Auch sie ist der Ansicht, man sollte die Rolle der Medien in diesem Wahlkampf noch einmal durchleuchten, aber "in größerem Zusammenhang" und mit anderem Schwerpunkt, "weg von der reinen Medienschelte".

Auch innerhalb des Bundespresseamts ist das Projekt umstritten. Die Kritiker argumentieren, dass die Regierung nach den Äußerungen des Bundeskanzlers eine solche Veranstaltung nicht glaubwürdig durchführen könne und die Tagung als Abrechnung interpretiert werden würde.

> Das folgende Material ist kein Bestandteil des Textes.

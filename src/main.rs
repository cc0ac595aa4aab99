//! S5 Audit maintenance
//!
//! Runs migrations, sweeps expired photos and logs today's statistics.
//! `s5_audit report <day|week|month> [yyyy-MM-dd]` additionally writes a
//! cross-group report.

use anyhow::{bail, Context};
use chrono::{Datelike, Local};
use tracing::{info, warn};

use s5_audit::{
    config::Settings,
    report::{ReportRequest, ReportWindow},
    services::AppContext,
    utils::{
        helpers::{format_audit_date, format_bytes, parse_audit_date},
        logging,
    },
};

#[tokio::main]
async fn main() -> anyhow::Result<()> {
    dotenv::dotenv().ok();

    let settings = Settings::new().context("Failed to load configuration")?;
    settings.validate()?;
    let _guard = logging::init_logging(&settings.logging)?;

    info!("Starting {}...", s5_audit::info());
    let context = AppContext::initialize(settings).await?;

    let health = context.health_check().await;
    for issue in health.get_issues() {
        warn!(issue = %issue, "Health check issue");
    }

    let deleted = context.photos.clean_old_photos().await;
    let photo_count = context.photos.get_total_photo_count().await;
    let photo_size = context.photos.get_total_photo_size().await;
    info!(
        deleted = deleted,
        remaining = photo_count,
        size = %format_bytes((photo_size * 1024.0 * 1024.0) as u64),
        "Photo storage checked"
    );

    let today = format_audit_date(Local::now().date_naive());
    let stats = context.database.get_stats_for_date(&today).await;
    info!(
        date = %stats.date,
        total = stats.total_problems,
        open = stats.open_problems,
        in_progress = stats.in_progress_problems,
        resolved = stats.resolved_problems,
        verified = stats.verified_problems,
        resolution_rate = stats.resolution_rate(),
        "Today's audit statistics"
    );

    let args: Vec<String> = std::env::args().skip(1).collect();
    if let Some(command) = args.first() {
        match command.as_str() {
            "report" => {
                let window = parse_window(
                    args.get(1).map(String::as_str),
                    args.get(2).map(String::as_str),
                )?;
                let path = context.reports.generate(&ReportRequest::all_groups(window)).await?;
                info!(path = %path.display(), "Report written");
            }
            other => bail!("Unknown command: {}", other),
        }
    }

    info!("Maintenance finished");
    Ok(())
}

fn parse_window(kind: Option<&str>, date: Option<&str>) -> anyhow::Result<ReportWindow> {
    let date = match date {
        Some(value) => parse_audit_date(value).with_context(|| format!("Invalid date: {}", value))?,
        None => Local::now().date_naive(),
    };

    Ok(match kind.unwrap_or("day") {
        "day" => ReportWindow::Day(date),
        "week" => ReportWindow::Week(date),
        "month" => ReportWindow::Month {
            year: date.year(),
            month: date.month(),
        },
        other => bail!("Unknown report window: {}", other),
    })
}
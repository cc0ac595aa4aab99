//! Utility modules
//!
//! This module contains common utilities used throughout the application,
//! including error handling, logging setup, and helper functions.

pub mod errors;
pub mod helpers;
pub mod logging;

pub use errors::{AuditError, ErrorSeverity, Result};
//! Database service layer
//!
//! High-level interface to the local record store. Repositories propagate
//! errors; this layer applies the store's failure policy: writes report
//! success as a `bool`, reads fall back to empty results, and the cause is
//! logged. Nothing is retried.

use std::time::Instant;

use tracing::{error, warn};

use crate::database::{DatabasePool, ProblemRepository, SolutionRepository, UserRepository};
use crate::models::*;
use crate::utils::errors::Result;
use crate::utils::logging::log_database_operation;

#[derive(Debug, Clone)]
pub struct DatabaseService {
    pub users: UserRepository,
    pub problems: ProblemRepository,
    pub solutions: SolutionRepository,
}

impl DatabaseService {
    pub fn new(pool: DatabasePool) -> Self {
        Self {
            users: UserRepository::new(pool.clone()),
            problems: ProblemRepository::new(pool.clone()),
            solutions: SolutionRepository::new(pool),
        }
    }

    pub async fn insert_user(&self, user: &User) -> bool {
        let started = Instant::now();
        record_write("insert", "users", self.users.create(user).await, started)
    }

    pub async fn get_user_by_id(&self, id: &str) -> Option<User> {
        or_log("get_user_by_id", self.users.find_by_id(id).await).flatten()
    }

    pub async fn get_user_by_email(&self, email: &str) -> Option<User> {
        or_log("get_user_by_email", self.users.find_by_email(email).await).flatten()
    }

    pub async fn get_all_users(&self) -> Vec<User> {
        or_log("get_all_users", self.users.list_all().await).unwrap_or_default()
    }

    pub async fn insert_problem(&self, problem: &Problem) -> bool {
        if problem.group_id.is_empty() {
            warn!(problem_id = %problem.id, "Inserting problem without a group id");
        }
        let started = Instant::now();
        record_write("insert", "problems", self.problems.create(problem).await, started)
    }

    pub async fn get_problem_by_id(&self, id: &str) -> Option<Problem> {
        or_log("get_problem_by_id", self.problems.find_by_id(id).await).flatten()
    }

    /// Problems of every group for the date
    pub async fn get_problems_for_date(&self, audit_date: &str) -> Vec<Problem> {
        or_log("get_problems_for_date", self.problems.find_by_date(audit_date).await)
            .unwrap_or_default()
    }

    pub async fn get_problems_for_group_and_date(
        &self,
        group_id: &str,
        audit_date: &str,
    ) -> Vec<Problem> {
        or_log(
            "get_problems_for_group_and_date",
            self.problems.find_by_group_and_date(group_id, audit_date).await,
        )
        .unwrap_or_default()
    }

    /// Returns false when the update failed or no such problem exists
    pub async fn update_problem_status(&self, id: &str, status: ProblemStatus) -> bool {
        let started = Instant::now();
        match self.problems.update_status(id, status).await {
            Ok(updated) => {
                if !updated {
                    warn!(problem_id = id, "Status update matched no problem");
                }
                log_database_operation("update_status", "problems", elapsed_ms(started), updated);
                updated
            }
            Err(e) => {
                error!(problem_id = id, error = %e, "Failed to update problem status");
                log_database_operation("update_status", "problems", elapsed_ms(started), false);
                false
            }
        }
    }

    pub async fn insert_solution(&self, solution: &Solution) -> bool {
        let started = Instant::now();
        record_write("insert", "solutions", self.solutions.create(solution).await, started)
    }

    /// Newest first
    pub async fn get_solutions_for_problem(&self, problem_id: &str) -> Vec<Solution> {
        or_log(
            "get_solutions_for_problem",
            self.solutions.find_by_problem(problem_id).await,
        )
        .unwrap_or_default()
    }

    /// Statistics over every group for the date
    pub async fn get_stats_for_date(&self, audit_date: &str) -> DailyStats {
        self.stats(audit_date, None).await
    }

    pub async fn get_stats_for_group_and_date(
        &self,
        group_id: &str,
        audit_date: &str,
    ) -> DailyStats {
        self.stats(audit_date, Some(group_id)).await
    }

    async fn stats(&self, audit_date: &str, group_id: Option<&str>) -> DailyStats {
        match self.compute_stats(audit_date, group_id).await {
            Ok(stats) => stats,
            Err(e) => {
                error!(
                    audit_date = audit_date,
                    group_id = ?group_id,
                    error = %e,
                    "Failed to compute stats"
                );
                DailyStats::empty(audit_date, group_id)
            }
        }
    }

    async fn compute_stats(&self, audit_date: &str, group_id: Option<&str>) -> Result<DailyStats> {
        let counts = self.problems.count_by_status(audit_date, group_id).await?;
        let total = self.problems.count(audit_date, group_id).await?;
        Ok(DailyStats::from_counts(audit_date, group_id, counts, total))
    }

    /// Newest first
    pub async fn get_all_audit_dates(&self) -> Vec<String> {
        or_log("get_all_audit_dates", self.problems.audit_dates().await).unwrap_or_default()
    }

    pub async fn get_audit_dates_for_group(&self, group_id: &str) -> Vec<String> {
        or_log(
            "get_audit_dates_for_group",
            self.problems.audit_dates_for_group(group_id).await,
        )
        .unwrap_or_default()
    }
}

fn elapsed_ms(started: Instant) -> u64 {
    started.elapsed().as_millis() as u64
}

fn record_write(operation: &str, table: &str, result: Result<()>, started: Instant) -> bool {
    let success = match result {
        Ok(()) => true,
        Err(e) => {
            error!(operation = operation, table = table, error = %e, "Local store write failed");
            false
        }
    };
    log_database_operation(operation, table, elapsed_ms(started), success);
    success
}

fn or_log<T>(operation: &str, result: Result<T>) -> Option<T> {
    match result {
        Ok(value) => Some(value),
        Err(e) => {
            error!(operation = operation, error = %e, "Local store query failed");
            None
        }
    }
}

Dennoch hätte die Konferenz wohl stattgefunden, wenn sich ein wissenschaftlicher Partner gefunden hätte. Gefragt wurden das Grimme-Institut und das Hans-Bredow-Institut. Für solch einen "Schnellschuss" habe man aber keine Kapazität abzweigen können, sagte der Direktor des Grimme-Instituts, Uwe Kammann, SPIEGEL ONLINE. Eine solche Diskussion sei nur bei höchster Qualität sinnvoll.

Das Grimme-Institut habe lediglich anbieten können, "punktuell", etwa bei der Vermittlung von Referenten, zu helfen. Kammann betonte, dass er den Kongress gern unterstützt hätte. Die Medienschelte der Regierung allerdings hält er für überzogen. "Ich kann keine Medien-Kampagne gegen die Regierung erkennen", sagte er SPIEGEL ONLINE. "Das setzt Absprachen voraus. Was es gibt, ist Opportunismus."